• What is required:
Check each line of the data for "message", and copy the ones that have it.

Stored items:
═══

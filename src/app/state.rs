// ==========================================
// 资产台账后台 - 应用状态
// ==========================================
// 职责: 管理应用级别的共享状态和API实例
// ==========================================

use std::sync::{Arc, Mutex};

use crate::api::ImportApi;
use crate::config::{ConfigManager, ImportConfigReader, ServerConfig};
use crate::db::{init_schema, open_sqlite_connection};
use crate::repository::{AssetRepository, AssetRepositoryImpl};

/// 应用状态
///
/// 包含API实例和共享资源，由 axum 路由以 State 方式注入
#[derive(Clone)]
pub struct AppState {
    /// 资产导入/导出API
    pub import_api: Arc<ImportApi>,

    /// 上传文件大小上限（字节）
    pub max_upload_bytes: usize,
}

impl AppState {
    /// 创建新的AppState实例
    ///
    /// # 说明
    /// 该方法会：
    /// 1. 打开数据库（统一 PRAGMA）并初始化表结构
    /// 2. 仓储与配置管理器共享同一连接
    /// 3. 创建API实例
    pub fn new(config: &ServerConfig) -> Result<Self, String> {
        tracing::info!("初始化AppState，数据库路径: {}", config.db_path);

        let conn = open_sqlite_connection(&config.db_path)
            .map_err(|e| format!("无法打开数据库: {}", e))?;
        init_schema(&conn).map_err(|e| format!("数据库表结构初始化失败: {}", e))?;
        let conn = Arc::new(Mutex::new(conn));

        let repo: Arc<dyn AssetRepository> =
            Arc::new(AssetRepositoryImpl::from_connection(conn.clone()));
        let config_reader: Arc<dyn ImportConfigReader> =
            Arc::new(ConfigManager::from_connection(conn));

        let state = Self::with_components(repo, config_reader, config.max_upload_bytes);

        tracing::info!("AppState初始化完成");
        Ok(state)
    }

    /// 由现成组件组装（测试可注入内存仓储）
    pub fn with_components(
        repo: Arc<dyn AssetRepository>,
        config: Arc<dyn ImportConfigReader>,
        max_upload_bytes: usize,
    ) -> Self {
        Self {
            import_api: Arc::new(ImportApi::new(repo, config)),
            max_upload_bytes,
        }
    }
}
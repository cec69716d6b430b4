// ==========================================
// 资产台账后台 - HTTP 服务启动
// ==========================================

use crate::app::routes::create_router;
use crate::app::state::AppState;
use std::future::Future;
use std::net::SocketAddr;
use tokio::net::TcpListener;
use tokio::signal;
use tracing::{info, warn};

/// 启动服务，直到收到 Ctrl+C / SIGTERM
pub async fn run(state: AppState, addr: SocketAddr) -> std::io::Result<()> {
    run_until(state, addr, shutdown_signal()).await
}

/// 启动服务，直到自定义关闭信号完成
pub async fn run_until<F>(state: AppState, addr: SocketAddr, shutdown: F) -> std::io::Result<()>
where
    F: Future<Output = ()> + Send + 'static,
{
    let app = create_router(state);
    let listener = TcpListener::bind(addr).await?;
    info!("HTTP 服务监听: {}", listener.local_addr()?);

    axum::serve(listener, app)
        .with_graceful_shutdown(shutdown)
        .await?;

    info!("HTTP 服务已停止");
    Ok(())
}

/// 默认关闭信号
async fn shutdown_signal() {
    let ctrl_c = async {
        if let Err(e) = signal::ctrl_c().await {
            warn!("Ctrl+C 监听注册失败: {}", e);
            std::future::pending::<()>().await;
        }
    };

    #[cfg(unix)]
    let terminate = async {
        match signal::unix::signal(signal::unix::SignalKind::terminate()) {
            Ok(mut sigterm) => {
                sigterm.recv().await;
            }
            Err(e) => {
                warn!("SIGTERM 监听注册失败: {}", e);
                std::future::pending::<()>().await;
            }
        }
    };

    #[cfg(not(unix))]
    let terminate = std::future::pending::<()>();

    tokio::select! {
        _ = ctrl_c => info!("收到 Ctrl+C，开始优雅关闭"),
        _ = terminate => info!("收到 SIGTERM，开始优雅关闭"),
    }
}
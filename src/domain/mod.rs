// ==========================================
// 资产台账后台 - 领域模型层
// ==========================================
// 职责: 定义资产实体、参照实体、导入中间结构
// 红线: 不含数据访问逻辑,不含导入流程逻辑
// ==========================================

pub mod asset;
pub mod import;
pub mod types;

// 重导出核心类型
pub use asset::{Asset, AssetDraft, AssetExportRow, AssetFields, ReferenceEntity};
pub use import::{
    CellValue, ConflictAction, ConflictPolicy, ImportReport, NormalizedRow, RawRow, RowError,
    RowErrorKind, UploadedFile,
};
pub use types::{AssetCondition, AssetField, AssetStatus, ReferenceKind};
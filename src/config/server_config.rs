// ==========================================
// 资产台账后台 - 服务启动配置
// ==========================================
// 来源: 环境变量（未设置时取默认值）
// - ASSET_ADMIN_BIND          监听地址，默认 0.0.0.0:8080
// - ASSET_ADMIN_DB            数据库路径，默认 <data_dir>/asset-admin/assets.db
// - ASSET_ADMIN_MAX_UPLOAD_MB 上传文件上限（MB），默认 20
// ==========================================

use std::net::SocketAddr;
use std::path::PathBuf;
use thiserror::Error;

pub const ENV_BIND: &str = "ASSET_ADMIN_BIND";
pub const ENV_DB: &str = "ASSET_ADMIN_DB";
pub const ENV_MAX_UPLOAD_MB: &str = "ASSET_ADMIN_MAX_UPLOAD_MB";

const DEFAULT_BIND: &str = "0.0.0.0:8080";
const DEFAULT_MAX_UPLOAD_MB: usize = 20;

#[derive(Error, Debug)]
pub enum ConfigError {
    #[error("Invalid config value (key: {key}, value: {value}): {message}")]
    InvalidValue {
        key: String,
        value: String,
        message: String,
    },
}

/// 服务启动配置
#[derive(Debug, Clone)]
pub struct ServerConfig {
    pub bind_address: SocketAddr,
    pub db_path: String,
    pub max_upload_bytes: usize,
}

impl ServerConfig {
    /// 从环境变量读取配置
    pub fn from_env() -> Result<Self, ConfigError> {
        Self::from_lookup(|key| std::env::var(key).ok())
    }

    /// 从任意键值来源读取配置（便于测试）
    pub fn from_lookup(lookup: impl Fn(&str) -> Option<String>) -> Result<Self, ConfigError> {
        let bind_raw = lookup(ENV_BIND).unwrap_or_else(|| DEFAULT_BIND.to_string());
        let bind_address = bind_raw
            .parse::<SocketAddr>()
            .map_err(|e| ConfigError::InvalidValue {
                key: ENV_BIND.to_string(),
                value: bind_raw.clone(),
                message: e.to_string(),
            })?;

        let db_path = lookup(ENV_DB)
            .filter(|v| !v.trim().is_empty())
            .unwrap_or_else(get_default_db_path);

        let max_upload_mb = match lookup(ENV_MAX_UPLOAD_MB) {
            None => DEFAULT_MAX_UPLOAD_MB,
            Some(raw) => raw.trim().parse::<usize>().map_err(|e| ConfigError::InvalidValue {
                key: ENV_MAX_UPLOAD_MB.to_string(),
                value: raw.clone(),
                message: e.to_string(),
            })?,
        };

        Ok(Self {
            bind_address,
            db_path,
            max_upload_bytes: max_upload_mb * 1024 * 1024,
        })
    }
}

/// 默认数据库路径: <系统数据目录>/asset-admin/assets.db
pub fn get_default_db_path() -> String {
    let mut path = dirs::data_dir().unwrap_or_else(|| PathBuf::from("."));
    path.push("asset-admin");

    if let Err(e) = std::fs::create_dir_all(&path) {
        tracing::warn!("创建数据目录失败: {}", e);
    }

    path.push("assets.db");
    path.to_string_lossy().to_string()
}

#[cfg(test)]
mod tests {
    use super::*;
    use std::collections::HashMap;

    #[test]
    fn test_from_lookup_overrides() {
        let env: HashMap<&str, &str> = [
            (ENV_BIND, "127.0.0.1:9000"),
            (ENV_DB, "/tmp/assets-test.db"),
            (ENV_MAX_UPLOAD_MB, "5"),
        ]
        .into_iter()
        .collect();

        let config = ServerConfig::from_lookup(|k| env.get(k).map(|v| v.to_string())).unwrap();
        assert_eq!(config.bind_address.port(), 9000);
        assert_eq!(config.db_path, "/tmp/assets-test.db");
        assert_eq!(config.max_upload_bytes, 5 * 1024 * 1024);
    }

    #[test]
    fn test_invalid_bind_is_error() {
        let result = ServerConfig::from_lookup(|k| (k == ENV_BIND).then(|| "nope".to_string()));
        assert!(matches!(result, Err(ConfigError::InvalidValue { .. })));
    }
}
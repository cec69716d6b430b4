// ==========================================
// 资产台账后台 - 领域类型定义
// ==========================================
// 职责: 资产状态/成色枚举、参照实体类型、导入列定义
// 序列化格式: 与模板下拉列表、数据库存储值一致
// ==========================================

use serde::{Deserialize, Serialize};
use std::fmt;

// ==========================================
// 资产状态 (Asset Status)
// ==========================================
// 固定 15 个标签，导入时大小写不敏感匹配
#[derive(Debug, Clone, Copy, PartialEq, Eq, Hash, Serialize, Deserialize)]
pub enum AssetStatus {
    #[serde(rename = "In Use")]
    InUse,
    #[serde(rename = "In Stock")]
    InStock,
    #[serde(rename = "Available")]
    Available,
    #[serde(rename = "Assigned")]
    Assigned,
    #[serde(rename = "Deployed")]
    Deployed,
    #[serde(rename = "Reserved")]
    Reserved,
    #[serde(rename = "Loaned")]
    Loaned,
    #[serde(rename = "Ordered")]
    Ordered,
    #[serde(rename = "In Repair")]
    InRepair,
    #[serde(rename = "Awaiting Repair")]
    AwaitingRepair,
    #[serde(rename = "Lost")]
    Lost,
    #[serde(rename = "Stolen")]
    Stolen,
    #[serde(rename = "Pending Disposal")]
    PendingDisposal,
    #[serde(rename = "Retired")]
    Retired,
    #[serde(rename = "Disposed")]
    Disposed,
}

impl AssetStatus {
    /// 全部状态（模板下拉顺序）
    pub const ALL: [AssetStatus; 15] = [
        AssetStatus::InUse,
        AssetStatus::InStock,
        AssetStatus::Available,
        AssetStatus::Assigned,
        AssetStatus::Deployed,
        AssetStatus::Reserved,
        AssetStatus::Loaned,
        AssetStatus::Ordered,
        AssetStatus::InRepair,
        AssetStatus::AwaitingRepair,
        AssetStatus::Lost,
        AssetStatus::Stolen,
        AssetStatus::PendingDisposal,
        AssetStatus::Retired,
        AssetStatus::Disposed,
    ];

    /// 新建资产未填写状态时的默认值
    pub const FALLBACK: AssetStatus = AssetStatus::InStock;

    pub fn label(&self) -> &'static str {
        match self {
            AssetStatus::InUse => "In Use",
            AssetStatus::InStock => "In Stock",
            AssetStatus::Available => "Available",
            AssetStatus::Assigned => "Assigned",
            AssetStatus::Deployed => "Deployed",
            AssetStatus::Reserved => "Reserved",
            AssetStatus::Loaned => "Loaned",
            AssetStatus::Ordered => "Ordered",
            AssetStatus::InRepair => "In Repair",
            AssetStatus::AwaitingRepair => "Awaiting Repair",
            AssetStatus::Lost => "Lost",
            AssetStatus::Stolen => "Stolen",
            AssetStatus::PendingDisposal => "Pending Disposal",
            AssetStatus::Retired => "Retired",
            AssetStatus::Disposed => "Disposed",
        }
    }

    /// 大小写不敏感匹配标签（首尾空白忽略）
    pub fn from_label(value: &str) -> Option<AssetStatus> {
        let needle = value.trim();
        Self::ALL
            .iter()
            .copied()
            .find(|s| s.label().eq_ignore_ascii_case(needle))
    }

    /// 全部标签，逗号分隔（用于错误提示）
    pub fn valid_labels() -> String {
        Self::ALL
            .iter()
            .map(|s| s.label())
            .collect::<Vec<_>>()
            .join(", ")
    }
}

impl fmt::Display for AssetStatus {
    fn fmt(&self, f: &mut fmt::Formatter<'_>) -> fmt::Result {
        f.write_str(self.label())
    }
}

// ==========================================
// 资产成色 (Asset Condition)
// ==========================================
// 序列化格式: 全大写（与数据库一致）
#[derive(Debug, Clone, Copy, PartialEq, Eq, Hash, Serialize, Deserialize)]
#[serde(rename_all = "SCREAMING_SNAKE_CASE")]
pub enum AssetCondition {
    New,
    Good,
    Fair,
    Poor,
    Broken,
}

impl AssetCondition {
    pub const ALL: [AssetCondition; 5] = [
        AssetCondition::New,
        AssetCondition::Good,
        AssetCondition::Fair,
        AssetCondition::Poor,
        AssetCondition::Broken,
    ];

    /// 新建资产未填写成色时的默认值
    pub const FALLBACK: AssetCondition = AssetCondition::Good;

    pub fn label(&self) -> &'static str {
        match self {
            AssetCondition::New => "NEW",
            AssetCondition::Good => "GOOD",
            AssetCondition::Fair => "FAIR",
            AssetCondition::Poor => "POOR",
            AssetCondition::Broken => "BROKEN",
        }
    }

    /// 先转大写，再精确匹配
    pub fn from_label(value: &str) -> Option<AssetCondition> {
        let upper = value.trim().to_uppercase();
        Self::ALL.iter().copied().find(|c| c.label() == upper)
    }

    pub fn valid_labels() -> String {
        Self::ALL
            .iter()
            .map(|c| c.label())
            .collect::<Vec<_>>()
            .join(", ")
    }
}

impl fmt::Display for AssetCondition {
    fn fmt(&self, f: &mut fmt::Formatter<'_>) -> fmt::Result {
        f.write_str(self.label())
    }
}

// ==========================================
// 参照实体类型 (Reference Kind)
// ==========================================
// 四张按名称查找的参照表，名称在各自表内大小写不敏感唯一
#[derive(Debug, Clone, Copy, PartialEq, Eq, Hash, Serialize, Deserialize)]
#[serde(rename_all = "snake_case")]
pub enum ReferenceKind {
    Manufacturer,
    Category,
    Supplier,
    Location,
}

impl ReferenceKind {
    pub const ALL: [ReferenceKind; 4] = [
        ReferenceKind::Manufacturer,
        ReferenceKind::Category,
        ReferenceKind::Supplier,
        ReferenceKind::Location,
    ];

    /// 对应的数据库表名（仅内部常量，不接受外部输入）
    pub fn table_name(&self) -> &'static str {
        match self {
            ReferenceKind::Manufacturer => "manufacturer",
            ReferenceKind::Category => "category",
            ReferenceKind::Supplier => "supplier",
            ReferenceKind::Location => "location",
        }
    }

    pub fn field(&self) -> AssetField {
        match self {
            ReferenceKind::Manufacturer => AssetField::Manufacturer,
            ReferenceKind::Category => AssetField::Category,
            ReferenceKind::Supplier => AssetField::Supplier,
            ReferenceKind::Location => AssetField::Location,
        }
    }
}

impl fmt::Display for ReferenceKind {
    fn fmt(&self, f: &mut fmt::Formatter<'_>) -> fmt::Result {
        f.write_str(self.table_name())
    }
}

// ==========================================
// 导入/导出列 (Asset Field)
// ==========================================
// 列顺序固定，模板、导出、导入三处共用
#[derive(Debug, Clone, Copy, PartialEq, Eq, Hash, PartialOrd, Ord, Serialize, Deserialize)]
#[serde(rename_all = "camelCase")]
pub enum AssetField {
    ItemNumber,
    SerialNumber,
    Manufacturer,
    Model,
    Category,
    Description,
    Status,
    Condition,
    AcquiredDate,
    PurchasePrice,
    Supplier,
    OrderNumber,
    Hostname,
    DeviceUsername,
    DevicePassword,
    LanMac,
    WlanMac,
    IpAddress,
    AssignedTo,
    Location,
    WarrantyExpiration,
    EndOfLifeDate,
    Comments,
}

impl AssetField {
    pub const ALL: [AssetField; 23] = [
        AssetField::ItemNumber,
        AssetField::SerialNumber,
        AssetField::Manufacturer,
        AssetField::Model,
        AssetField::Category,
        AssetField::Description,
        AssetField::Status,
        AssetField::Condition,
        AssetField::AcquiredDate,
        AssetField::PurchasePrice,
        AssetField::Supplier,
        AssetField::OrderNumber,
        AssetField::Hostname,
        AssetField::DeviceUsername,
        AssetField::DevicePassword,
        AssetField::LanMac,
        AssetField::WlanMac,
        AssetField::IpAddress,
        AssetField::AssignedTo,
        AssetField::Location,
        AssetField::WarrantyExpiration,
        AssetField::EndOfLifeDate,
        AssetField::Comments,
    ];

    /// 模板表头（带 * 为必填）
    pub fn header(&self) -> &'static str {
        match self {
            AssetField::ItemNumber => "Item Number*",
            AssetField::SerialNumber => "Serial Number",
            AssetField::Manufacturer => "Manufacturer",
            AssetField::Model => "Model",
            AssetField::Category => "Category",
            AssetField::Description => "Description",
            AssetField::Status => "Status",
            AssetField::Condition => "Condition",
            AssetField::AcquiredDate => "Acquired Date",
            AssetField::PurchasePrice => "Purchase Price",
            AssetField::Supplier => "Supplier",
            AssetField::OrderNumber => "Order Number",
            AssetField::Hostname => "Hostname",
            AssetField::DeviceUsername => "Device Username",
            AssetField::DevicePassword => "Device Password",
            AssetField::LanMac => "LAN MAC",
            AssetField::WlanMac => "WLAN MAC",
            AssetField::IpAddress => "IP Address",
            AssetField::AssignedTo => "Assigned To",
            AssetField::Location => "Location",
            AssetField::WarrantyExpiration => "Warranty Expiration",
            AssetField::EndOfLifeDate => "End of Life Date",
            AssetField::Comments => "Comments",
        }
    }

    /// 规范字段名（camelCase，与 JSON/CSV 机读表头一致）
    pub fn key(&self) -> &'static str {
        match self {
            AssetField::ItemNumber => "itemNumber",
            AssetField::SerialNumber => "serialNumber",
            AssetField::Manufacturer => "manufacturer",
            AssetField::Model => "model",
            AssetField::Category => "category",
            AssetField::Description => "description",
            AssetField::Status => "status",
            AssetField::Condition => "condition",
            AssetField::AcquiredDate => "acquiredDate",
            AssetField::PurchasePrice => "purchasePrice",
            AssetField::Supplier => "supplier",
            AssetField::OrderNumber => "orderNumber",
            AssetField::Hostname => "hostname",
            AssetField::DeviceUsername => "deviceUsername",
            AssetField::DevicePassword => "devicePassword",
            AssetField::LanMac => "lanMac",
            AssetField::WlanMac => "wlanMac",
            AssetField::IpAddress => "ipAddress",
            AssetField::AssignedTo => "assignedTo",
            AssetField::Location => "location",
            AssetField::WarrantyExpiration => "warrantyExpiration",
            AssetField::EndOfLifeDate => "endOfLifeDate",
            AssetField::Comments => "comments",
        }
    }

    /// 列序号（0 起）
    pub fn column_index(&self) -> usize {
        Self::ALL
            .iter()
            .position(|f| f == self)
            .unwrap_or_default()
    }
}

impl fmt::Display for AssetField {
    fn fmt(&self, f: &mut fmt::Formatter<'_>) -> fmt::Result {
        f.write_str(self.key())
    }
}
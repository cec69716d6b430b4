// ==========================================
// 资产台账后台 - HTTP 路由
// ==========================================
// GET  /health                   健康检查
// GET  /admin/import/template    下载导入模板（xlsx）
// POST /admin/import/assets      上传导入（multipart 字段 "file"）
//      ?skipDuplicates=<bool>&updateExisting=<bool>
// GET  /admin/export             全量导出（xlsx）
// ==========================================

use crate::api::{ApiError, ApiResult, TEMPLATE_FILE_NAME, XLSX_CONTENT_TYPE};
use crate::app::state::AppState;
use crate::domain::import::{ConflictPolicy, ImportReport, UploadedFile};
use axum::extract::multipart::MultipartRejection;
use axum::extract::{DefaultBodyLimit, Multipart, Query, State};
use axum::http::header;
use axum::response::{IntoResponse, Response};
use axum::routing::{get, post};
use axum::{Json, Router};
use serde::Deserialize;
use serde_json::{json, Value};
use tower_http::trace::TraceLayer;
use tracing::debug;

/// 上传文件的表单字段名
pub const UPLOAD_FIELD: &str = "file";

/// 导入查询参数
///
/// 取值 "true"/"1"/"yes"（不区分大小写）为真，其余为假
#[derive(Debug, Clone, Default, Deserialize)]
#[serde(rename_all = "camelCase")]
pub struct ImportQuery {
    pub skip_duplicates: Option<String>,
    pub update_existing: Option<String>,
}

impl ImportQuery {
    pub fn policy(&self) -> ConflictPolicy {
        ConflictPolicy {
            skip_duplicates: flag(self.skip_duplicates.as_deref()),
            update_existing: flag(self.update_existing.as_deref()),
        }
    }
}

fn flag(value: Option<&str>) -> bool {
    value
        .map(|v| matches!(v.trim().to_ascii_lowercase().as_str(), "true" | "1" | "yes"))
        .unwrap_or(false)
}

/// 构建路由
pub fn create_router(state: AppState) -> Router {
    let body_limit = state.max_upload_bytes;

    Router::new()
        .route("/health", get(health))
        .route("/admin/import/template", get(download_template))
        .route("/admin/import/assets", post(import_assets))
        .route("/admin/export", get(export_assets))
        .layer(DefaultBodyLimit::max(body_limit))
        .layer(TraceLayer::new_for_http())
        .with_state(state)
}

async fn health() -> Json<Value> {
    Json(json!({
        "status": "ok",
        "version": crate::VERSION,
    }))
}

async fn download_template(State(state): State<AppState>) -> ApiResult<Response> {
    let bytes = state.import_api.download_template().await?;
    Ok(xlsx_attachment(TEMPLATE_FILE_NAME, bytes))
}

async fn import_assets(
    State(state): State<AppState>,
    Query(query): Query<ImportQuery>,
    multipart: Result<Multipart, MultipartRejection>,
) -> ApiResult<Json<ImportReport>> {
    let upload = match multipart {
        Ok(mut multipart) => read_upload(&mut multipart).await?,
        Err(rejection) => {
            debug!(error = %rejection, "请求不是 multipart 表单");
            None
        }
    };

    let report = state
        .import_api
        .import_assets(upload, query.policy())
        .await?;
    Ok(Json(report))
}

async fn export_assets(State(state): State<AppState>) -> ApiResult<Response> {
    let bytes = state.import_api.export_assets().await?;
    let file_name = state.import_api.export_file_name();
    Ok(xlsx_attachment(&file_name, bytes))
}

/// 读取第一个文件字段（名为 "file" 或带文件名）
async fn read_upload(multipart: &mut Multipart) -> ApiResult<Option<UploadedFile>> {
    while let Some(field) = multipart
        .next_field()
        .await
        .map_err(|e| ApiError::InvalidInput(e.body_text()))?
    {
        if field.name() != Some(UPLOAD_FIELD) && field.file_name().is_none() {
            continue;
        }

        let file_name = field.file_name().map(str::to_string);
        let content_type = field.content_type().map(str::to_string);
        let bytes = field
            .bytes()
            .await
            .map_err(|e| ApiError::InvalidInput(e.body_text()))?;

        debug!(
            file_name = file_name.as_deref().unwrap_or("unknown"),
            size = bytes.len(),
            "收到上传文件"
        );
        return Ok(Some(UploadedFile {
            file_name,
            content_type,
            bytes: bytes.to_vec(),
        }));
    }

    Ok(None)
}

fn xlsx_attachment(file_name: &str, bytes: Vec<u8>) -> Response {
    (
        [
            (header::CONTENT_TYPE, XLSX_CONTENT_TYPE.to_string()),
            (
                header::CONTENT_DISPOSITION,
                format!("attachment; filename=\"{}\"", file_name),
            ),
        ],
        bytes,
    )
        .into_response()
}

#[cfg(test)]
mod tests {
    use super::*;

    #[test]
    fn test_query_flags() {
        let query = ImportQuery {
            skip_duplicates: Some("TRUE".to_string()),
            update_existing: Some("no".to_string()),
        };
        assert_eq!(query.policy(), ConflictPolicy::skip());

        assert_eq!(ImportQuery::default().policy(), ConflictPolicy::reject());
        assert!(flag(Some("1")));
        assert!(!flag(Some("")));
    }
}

═══

• Response to this exercise:
    #[error("Invalid config value (key: {key}, value: {value}): {message}")]
        message: String,
                message: e.to_string(),
                message: e.to_string(),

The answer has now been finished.